今はとっても感じが良いけど、それまでってライトハウスさん、人がずいぶん入れ替わってたでしょ。

(常連のお客に対して)こんな新人よく寄越したわって人が来たもの。

良いんですけどね。でもやっぱりトレーニングしてキチンとした方を外に出さないと信用問題よね」

情けないけど事実だ。

Xさんが指摘するとおりで、以前のサンディエゴ版は、スタッフが定着せず、トレーニングもフィロソフィの共有も一番肝心なことが為されないままだったから、外でそういう無礼や不義理がたくさんあった。

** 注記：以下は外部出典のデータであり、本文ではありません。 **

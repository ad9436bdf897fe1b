//! Error types for the planet economy engine.

use thiserror::Error;

use crate::production::{QueueItemId, QueueKind};
use crate::resources::ResourceKind;

/// Result type alias using [`GameError`].
pub type Result<T> = std::result::Result<T, GameError>;

/// Top-level error type for all engine errors.
///
/// Every mutating operation either succeeds completely or returns one of
/// these without having changed any state.
#[derive(Debug, Clone, PartialEq, Eq, Error)]
pub enum GameError {
    /// No catalog entry with this machine name or id.
    #[error("Unknown object: {0}")]
    UnknownObject(String),

    /// A required building or research level is missing.
    #[error("Prerequisite not met for {object}: requires {requirement} level {level}")]
    PrerequisiteNotMet {
        /// Machine name of the object being built.
        object: String,
        /// Machine name of the missing requirement.
        requirement: String,
        /// Minimum level of the requirement.
        level: u32,
    },

    /// The cost exceeds the available stock.
    #[error("Insufficient resources: need {required} {resource}, have {available}")]
    InsufficientResources {
        /// Resource type.
        resource: ResourceKind,
        /// Amount required.
        required: i64,
        /// Amount available.
        available: i64,
    },

    /// The queue already holds as many items as it may.
    #[error("The {queue} queue is full ({limit} item(s) allowed)")]
    QueueFull {
        /// Which queue.
        queue: QueueKind,
        /// The configured cap.
        limit: usize,
    },

    /// Cancel target absent, already completed or already cancelled.
    #[error("Queue item not found: {0}")]
    ItemNotFound(QueueItemId),

    /// Level or amount outside what the catalog allows.
    #[error("Invalid level {level} for {object}")]
    InvalidLevel {
        /// Machine name of the object.
        object: String,
        /// The rejected level or amount.
        level: i64,
    },

    /// A facility cannot be upgraded while it is in use, or used while upgrading.
    #[error("Facility busy: {0}")]
    FacilityBusy(String),

    /// No planet with this id.
    #[error("Planet not found: {0}")]
    UnknownPlanet(u32),

    /// No player with this id.
    #[error("Player not found: {0}")]
    UnknownPlayer(u32),

    /// Data file parsing error.
    #[error("Failed to parse data file '{path}': {message}")]
    DataParseError {
        /// Path (or name) of the file that failed to parse.
        path: String,
        /// Error message.
        message: String,
    },

    /// Catalog data parsed but is inconsistent.
    #[error("Invalid catalog: {0}")]
    InvalidCatalog(String),

    /// Engine configuration out of range.
    #[error("Invalid configuration: {0}")]
    InvalidConfig(String),

    /// The persistence layer failed.
    #[error("Storage error: {0}")]
    Storage(String),
}

impl GameError {
    /// Stable snake_case identifier, used as the error kind on the wire.
    #[must_use]
    pub const fn kind(&self) -> &'static str {
        match self {
            Self::UnknownObject(_) => "unknown_object",
            Self::PrerequisiteNotMet { .. } => "prerequisite_not_met",
            Self::InsufficientResources { .. } => "insufficient_resources",
            Self::QueueFull { .. } => "queue_full",
            Self::ItemNotFound(_) => "item_not_found",
            Self::InvalidLevel { .. } => "invalid_level",
            Self::FacilityBusy(_) => "facility_busy",
            Self::UnknownPlanet(_) => "unknown_planet",
            Self::UnknownPlayer(_) => "unknown_player",
            Self::DataParseError { .. } => "data_parse_error",
            Self::InvalidCatalog(_) => "invalid_catalog",
            Self::InvalidConfig(_) => "invalid_config",
            Self::Storage(_) => "storage",
        }
    }
}

#[cfg(test)]
mod tests {
    use super::*;

    #[test]
    fn test_error_display() {
        assert_eq!(
            GameError::UnknownObject("death_ray".into()).to_string(),
            "Unknown object: death_ray"
        );
        assert_eq!(
            GameError::InsufficientResources {
                resource: ResourceKind::Metal,
                required: 60,
                available: 10,
            }
            .to_string(),
            "Insufficient resources: need 60 metal, have 10"
        );
        assert_eq!(
            GameError::QueueFull {
                queue: QueueKind::Research,
                limit: 1,
            }
            .to_string(),
            "The research queue is full (1 item(s) allowed)"
        );
        assert_eq!(
            GameError::ItemNotFound(QueueItemId(7)).to_string(),
            "Queue item not found: #7"
        );
    }

    #[test]
    fn test_error_kinds_are_distinct() {
        let errors = [
            GameError::UnknownObject(String::new()),
            GameError::PrerequisiteNotMet {
                object: String::new(),
                requirement: String::new(),
                level: 1,
            },
            GameError::InsufficientResources {
                resource: ResourceKind::Metal,
                required: 1,
                available: 0,
            },
            GameError::QueueFull {
                queue: QueueKind::Buildings,
                limit: 1,
            },
            GameError::ItemNotFound(QueueItemId(1)),
            GameError::InvalidLevel {
                object: String::new(),
                level: -1,
            },
        ];
        let mut kinds: Vec<_> = errors.iter().map(GameError::kind).collect();
        kinds.sort_unstable();
        kinds.dedup();
        assert_eq!(kinds.len(), errors.len());
    }
}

実際、長い時期、ロサンゼルスとサンディエゴ間の意思の疎通が十分とは言えなかったし、つい事務的な業務のやり取りに終始していた。

去っていったスタッフにしても、そんな会社に未来や夢を感じろというのが無理な話だし、そういう思いが態度に表れてもそれを攻めることはできない。

すべてボクの責任だ。

その話を聞いて、すぐに手紙(名刺のウラだけど)を書いてケーキを買って、Q社に急行した。

直接お詫びをどうしてもしたかった。ただアポイントも入れていないので、まず手紙とケーキを置いて、あとで連絡をしたい旨を受付の方に伝えて退散した。

何度か連絡を取った後、ようやくオーナーと話すことができた。

「ケーキまでいただいて、何度もご連絡をいただいてすみませんでした。ありがとうございます。いいんですよ、そのことはもう」

「いいえ、今よりももっとペラペラのライトハウスの頃から応援してくれた方をガッカリさせるなんて。

本当に申し訳なかったです。

おまけに今頃そんな大切なことを知るなんて。

経営者として情けないです。電話ではなく、直接お詫びをさせてください」

携帯電話を片手に、直立不動で心からお詫びするボクが、夕暮れのショーウィンドウに映る。

「わかりました。あまりお時間を取れませんが、始業前にお待ちしています」

会っていただけることになった!やった!

ボクの昨日一番の収穫は、信頼を裏切ったままのお客さんの存在を知ることができたことだ。知り得なかったかも知れないライトハウスへの失望や不満を教えてもらえたことだ。

もう少ししたらQ社に伺う。

目を見てお詫びをしたい。心から謝りたい。ライトハウスへの信頼と期待を取り戻すんだ。